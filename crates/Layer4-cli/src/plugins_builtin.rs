//! Built-in Plugin Registration - 시작 시 전역 레지스트리에 내장 플러그인 등록
//!
//! 여기서의 중복 등록은 프로그래머 오류이므로 시작을 중단시킵니다.

use anyhow::Context as _;
use compass_core::{global_executor_registry, global_registry, PluginCapability};
use compass_plugins::DockerPlugin;
use std::sync::Arc;
use tracing::debug;

/// 내장 플러그인 전부 등록
///
/// 플러그인 레지스트리 등록과 함께, 실행자 기능을 선언한 플러그인의
/// 제공자를 전역 실행자 레지스트리에도 연결합니다.
pub async fn register_builtins() -> anyhow::Result<()> {
    let registry = global_registry();
    let executors = global_executor_registry();

    let builtins: Vec<Arc<dyn compass_core::Plugin>> = vec![Arc::new(DockerPlugin::new())];

    for plugin in builtins {
        let name = plugin.name().to_string();

        if plugin
            .capabilities()
            .contains(&PluginCapability::ContributesExecutor)
        {
            if let Some(provider) = plugin.provide_executor() {
                executors
                    .register(provider)
                    .await
                    .with_context(|| {
                        format!("built-in plugin {name} executor registration failed")
                    })?;
            }
        }

        registry
            .register(plugin)
            .await
            .with_context(|| format!("built-in plugin {name} registration failed"))?;

        debug!(plugin = %name, "built-in plugin registered");
    }

    Ok(())
}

To do.
Reproduce the records in full, exactly as written.

Response to the exercise.
filename crates/Layer4-cli/src/plugins_builtin.rs
//! Built-in Plugin Registration - 시작 시 전역 레지스트리에 내장 플러그인 등록
//!
//! 여기서의 중복 등록은 프로그래머 오류이므로 시작을 중단시킵니다.

use anyhow::Context as _;
use compass_core::{global_executor_registry, global_registry, PluginCapability};
use compass_plugins::DockerPlugin;
use std::sync::Arc;
use tracing::debug;

/// 내장 플러그인 전부 등록
///
/// 플러그인 레지스트리 등록과 함께, 실행자 기능을 선언한 플러그인의
/// 제공자를 전역 실행자 레지스트리에도 연결합니다.
pub async fn register_builtins() -> anyhow::Result<()> {
    let registry = global_registry();
    let executors = global_executor_registry();

    let builtins: Vec<Arc<dyn compass_core::Plugin>> = vec![Arc::new(DockerPlugin::new())];

    for plugin in builtins {
        let name = plugin.name().to_string();

        if plugin
            .capabilities()
            .contains(&PluginCapability::ContributesExecutor)
        {
            if let Some(provider) = plugin.provide_executor() {
                executors
                    .register(provider)
                    .await
                    .with_context(|| {
                        format!("built-in plugin {name} executor registration failed")
                    })?;
            }
        }

        registry
            .register(plugin)
            .await
            .with_context(|| format!("built-in plugin {name} registration failed"))?;

        debug!(plugin = %name, "built-in plugin registered");
    }

    Ok(())
}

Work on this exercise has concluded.